3.1 The French samples

We obtained data for X chromosomes from 48 males of northern French origin who were genotyped both on the Illumina 1M platform and 244K aCGH platform. The 244K aCGH chips, custom-designed for focussed investigation for putative CNV regions, provide information on the locations of CNV regions as well as CNs in these regions across the entire genome (de Smith et al., 2007). In aCGH, test and reference DNA samples, which are labelled differentially with fluorescent tags, are competitively hybridized into genomic arrays. The fluorescence ratio of test and reference hybridization signal is then determined at different positions along the genome, which provides information on the difference in CNs between test and reference samples.

CNV regions on non-pseudo-autosomal regions of the male X chromosome were identified from 244K aCGH chip data using the ADM2 algorithm developed by Agilent Technologies (Santa Clara, CA, USA), which recursively searches for CNV intervals based on log R ratios (LRRs) of fluorescent signals from probes between test and reference DNA sample (de Smith et al., 2007). A single sample from the Coriell Cell Repository (NA15510) was used as reference. The boundary and size of the CNV intervals are defined on the basis of the positions of the first and last array probes identified as lying within the CNV. The integer CN of the CN region was set to 0 if the average LRR of probes within the region was less than −0.5 (i.e. deletion) and was set to 2 otherwise (i.e. amplification on male haploid background). Haploid SNP genotypes in non-CNV regions were obtained from BeadStudio, using the Illumina 1M chip.

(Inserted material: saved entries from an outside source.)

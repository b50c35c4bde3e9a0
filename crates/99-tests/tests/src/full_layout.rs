//! Full sizing scheme: the pool carries the payload storage for all objects.

use shm_pool::{
    full_memory_size, ObjectPool, PoolLayout, RegionInit, SharedRegion, OFFSET_SIZE,
};

const ELEMENT_SIZE: u32 = 64;
const MAX_COUNT: u32 = 8;

fn full_pool() -> (PoolLayout, SharedRegion, ObjectPool) {
    let layout = PoolLayout::full(ELEMENT_SIZE, MAX_COUNT).expect("layout");
    let mut region =
        SharedRegion::new_aligned(layout.total_size(), 64, RegionInit::Zeroed).expect("region");
    let mut pool = ObjectPool::carve(&mut region, &layout).expect("carve pool");
    pool.init_full(
        layout.payload_base().expect("payload base"),
        i64::from(layout.element_size()),
    );
    (layout, region, pool)
}

#[test]
fn layout_reserves_entries_payload_and_bookkeeping() {
    let layout = PoolLayout::full(ELEMENT_SIZE, MAX_COUNT).expect("layout");
    let published = full_memory_size(ELEMENT_SIZE, MAX_COUNT);
    let bookkeeping = (layout.header().len + OFFSET_SIZE) as u64;
    assert_eq!(
        layout.total_size() as u64,
        published + bookkeeping,
        "placement adds the control block and the sacrificial ring position"
    );
}

#[test]
fn allocated_offsets_are_ascending_payload_slots() {
    let (layout, _region, mut pool) = full_pool();
    let payload = layout.payload().expect("payload range");

    for i in 0..i64::from(MAX_COUNT) {
        let offset = pool.allocate().expect("pre-populated slot");
        assert_eq!(offset, payload.offset as i64 + i * i64::from(ELEMENT_SIZE));
        assert!(offset as usize + ELEMENT_SIZE as usize <= payload.end());
    }
    assert_eq!(pool.allocate(), None);
}

#[test]
fn payload_slots_are_usable_object_storage() {
    let (_layout, mut region, mut pool) = full_pool();

    let first = pool.allocate().expect("pre-populated slot");
    let second = pool.allocate().expect("pre-populated slot");

    let base = region.as_mut_ptr();
    // SAFETY: both offsets address disjoint `ELEMENT_SIZE`-byte slots inside
    // the region's payload block.
    unsafe {
        base.add(first as usize).write_bytes(0xA5, ELEMENT_SIZE as usize);
        base.add(second as usize).write_bytes(0x5A, ELEMENT_SIZE as usize);
        assert_eq!(*base.add(first as usize), 0xA5);
        assert_eq!(*base.add(second as usize), 0x5A);
    }

    pool.free(first).expect("return first slot");
    pool.free(second).expect("return second slot");
    assert_eq!(pool.len(), MAX_COUNT);
    assert_eq!(pool.allocate(), Some(first + 2 * i64::from(ELEMENT_SIZE)));
}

Within amplified regions, two-copy SNP genotypes were estimated from a Gaussian mixture model using the B-allele frequency from BeadStudio. For this dataset, we analysed a 2.7 Mb non-pseudo-autosomal region of the X-chromosome (151 881 226–154 588 828 bp based on NCBI build 36) This region has 1904 aCGH probes (equally 1 probe for every 1.4 kb) and 1058 Illumina SNP probes.

3.2 The Finnish samples

We also assessed our method using a larger dataset from the Northern Finland Birth Cohort (NFBC), from which we obtained non-pseudo-autosomal X-chromosome genotype data on 695 Finnish males assayed on Illumina Hap370 chips. aCGH data were unavailable for this cohort; however, Illumina's BeadStudio software generates the log ratio of observed to expected fluorescent signal intensity (LRR), as well as a normalized measure of relative signal intensity between the two SNP alleles the B allele frequency (BAF), which can be used to detect CNV regions and infer CN genotypes (Colella et al., 2007; Wang et al., 2007). Haploid SNP genotypes were obtained from BeadStudio, while two copy SNP genotypes within amplifications were obtained on the basis of BAF. For this dataset, we analysed a 20.9 Mb region on the X chromosome (19 502 220–40 491 848 bp based on NCBI build 36), which contains 2149 markers.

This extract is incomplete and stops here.